The task:
Please return every line of the records that contains the word "tracking".

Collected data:
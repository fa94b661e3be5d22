//! ModelFlow - Branching Workflow Execution Engine
//!
//! A workflow engine for model selection pipelines: tasks form a typed,
//! statically validated graph, branch tasks route a run down exactly one
//! declared path, and trigger rules decide how tasks react to skipped or
//! failed upstreams. Ships with a built-in model selection pipeline that
//! trains three candidate models and reports the most accurate one.
//!
//! # Architecture
//!
//! The library is organized into four main modules:
//!
//! - [`workflow`]: Task graph data structures, validation, and planning
//! - [`execution`]: Core execution engine with parallel scheduling
//! - [`pipeline`]: Built-in workflow definitions
//! - [`monitoring`]: Resource usage tracking and execution timeline
//!
//! # Example
//!
//! ```rust,no_run
//! use modelflow::execution::Engine;
//! use modelflow::pipeline::build_default;
//!
//! fn main() -> Result<(), Box<dyn std::error::Error>> {
//!     // Build the model selection workflow
//!     let workflow = build_default()?;
//!
//!     // Create execution engine
//!     let mut engine = Engine::new(workflow);
//!     engine.set_max_parallel(4);
//!
//!     // Execute one run
//!     engine.run()?;
//!     Ok(())
//! }
//! ```

pub mod execution;
pub mod monitoring;
pub mod pipeline;
pub mod workflow;

// Re-export commonly used types
pub use execution::context::TaskContext;
pub use execution::engine::Engine;
pub use workflow::model::{Outcome, Task, TriggerRule, Workflow};
pub use workflow::validator::validate_workflow;

/// Library version
pub const VERSION: &str = env!("CARGO_PKG_VERSION");

/// Application name
pub const APP_NAME: &str = "ModelFlow";
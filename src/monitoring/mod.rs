//! Run Monitoring Module
//!
//! Provides utilities for tracking resource usage and the execution
//! timeline during workflow runs.
//!
//! # Components
//!
//! - [`ResourceMonitor`]: CPU and memory usage tracking
//! - [`ExecutionTimeline`]: Task start/end timing and Gantt rendering

pub mod resource;
pub mod timeline;

pub use resource::{ResourceMonitor, ResourceSample};
pub use timeline::{EventType, ExecutionTimeline, TimelineEvent};
#[cfg(test)]
mod tests {
    use super::*;

    fn noop(id: &str) -> Task {
        Task::action(id, |_ctx| Ok(()))
    }

    #[test]
    fn test_action_task_creation() {
        let task = noop("  extract  ");
        assert_eq!(task.id, "extract");
        assert_eq!(task.trigger_rule, TriggerRule::AllSuccess);
        assert!(!task.is_branch());
        assert!(task.branch_arms().is_none());
    }

    #[test]
    fn test_branch_task_creation() {
        let task = Task::branch(
            "decide",
            |_ctx| Ok(Outcome::new("yes")),
            vec![
                BranchArm::new(Outcome::new("yes"), "a"),
                BranchArm::new(Outcome::new("no"), "b"),
            ],
        );

        assert!(task.is_branch());
        assert_eq!(task.branch_arms().unwrap().len(), 2);
    }

    #[test]
    fn test_with_trigger_rule() {
        let task = noop("summarize").with_trigger_rule(TriggerRule::NoneFailedMinOneSuccess);
        assert_eq!(task.trigger_rule, TriggerRule::NoneFailedMinOneSuccess);
    }

    #[test]
    fn test_trigger_rule_display() {
        assert_eq!(TriggerRule::AllSuccess.to_string(), "all_success");
        assert_eq!(
            TriggerRule::NoneFailedMinOneSuccess.to_string(),
            "none_failed_min_one_success"
        );
    }

    #[test]
    fn test_workflow_add_duplicate() {
        let mut workflow = Workflow::new("test");
        assert!(workflow.add_task(noop("a")).is_ok());
        assert!(matches!(
            workflow.add_task(noop("a")),
            Err(WorkflowError::DuplicateTaskId(_))
        ));
        assert_eq!(workflow.len(), 1);
    }

    #[test]
    fn test_set_downstream_wires_both_sides() {
        let mut workflow = Workflow::new("test");
        workflow.add_task(noop("a")).unwrap();
        workflow.add_task(noop("b")).unwrap();
        workflow.set_downstream("a", "b").unwrap();

        assert_eq!(workflow.get_task("a").unwrap().downstream, vec!["b"]);
        assert_eq!(workflow.get_task("b").unwrap().upstream, vec!["a"]);
    }

    #[test]
    fn test_set_downstream_idempotent() {
        let mut workflow = Workflow::new("test");
        workflow.add_task(noop("a")).unwrap();
        workflow.add_task(noop("b")).unwrap();
        workflow.set_downstream("a", "b").unwrap();
        workflow.set_downstream("a", "b").unwrap();

        assert_eq!(workflow.get_task("a").unwrap().downstream.len(), 1);
        assert_eq!(workflow.get_task("b").unwrap().upstream.len(), 1);
    }

    #[test]
    fn test_set_downstream_unknown_task() {
        let mut workflow = Workflow::new("test");
        workflow.add_task(noop("a")).unwrap();

        assert!(matches!(
            workflow.set_downstream("a", "ghost"),
            Err(WorkflowError::UnknownTask(_))
        ));
        assert!(matches!(
            workflow.set_downstream("ghost", "a"),
            Err(WorkflowError::UnknownTask(_))
        ));
    }

    #[test]
    fn test_root_and_leaf_tasks() {
        let mut workflow = Workflow::new("test");
        workflow.add_task(noop("root")).unwrap();
        workflow.add_task(noop("leaf")).unwrap();
        workflow.set_downstream("root", "leaf").unwrap();

        assert_eq!(workflow.root_tasks()[0].id, "root");
        assert_eq!(workflow.leaf_tasks()[0].id, "leaf");
    }

    #[test]
    fn test_workflow_empty() {
        let workflow = Workflow::new("empty");
        assert!(workflow.is_empty());
        assert_eq!(workflow.len(), 0);
        assert!(workflow.get_task("anything").is_none());
    }

    #[test]
    fn test_schedule_latest_run_date() {
        let start = NaiveDate::from_ymd_opt(2023, 1, 1).unwrap();
        let schedule = Schedule::daily(start);

        let today = NaiveDate::from_ymd_opt(2023, 1, 5).unwrap();
        assert_eq!(schedule.latest_run_date(today), Some(today));

        let before = NaiveDate::from_ymd_opt(2022, 12, 31).unwrap();
        assert_eq!(schedule.latest_run_date(before), None);
    }

    #[test]
    fn test_schedule_run_dates_no_catchup() {
        let start = NaiveDate::from_ymd_opt(2023, 1, 1).unwrap();
        let schedule = Schedule::daily(start);

        let today = NaiveDate::from_ymd_opt(2023, 1, 5).unwrap();
        assert_eq!(schedule.run_dates(today), vec![today]);
    }

    #[test]
    fn test_schedule_run_dates_catchup() {
        let start = NaiveDate::from_ymd_opt(2023, 1, 1).unwrap();
        let schedule = Schedule::daily(start).with_catchup(true);

        let today = NaiveDate::from_ymd_opt(2023, 1, 3).unwrap();
        let dates = schedule.run_dates(today);
        assert_eq!(dates.len(), 3);
        assert_eq!(dates[0], start);
        assert_eq!(dates[2], today);
    }

    #[test]
    fn test_schedule_run_dates_before_start() {
        let start = NaiveDate::from_ymd_opt(2023, 1, 1).unwrap();
        let schedule = Schedule::daily(start);

        let before = NaiveDate::from_ymd_opt(2022, 6, 1).unwrap();
        assert!(schedule.run_dates(before).is_empty());
    }

    #[test]
    fn test_outcome_display_and_eq() {
        let a = Outcome::new("is_accurate");
        let b = Outcome::new("is_accurate");
        assert_eq!(a, b);
        assert_eq!(a.to_string(), "is_accurate");
        assert_eq!(a.as_str(), "is_accurate");
    }
}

Result of this exercise:
//! - [`monitoring`]: Resource usage tracking and execution timeline
//! Provides utilities for tracking resource usage and the execution
//! - [`ResourceMonitor`]: CPU and memory usage tracking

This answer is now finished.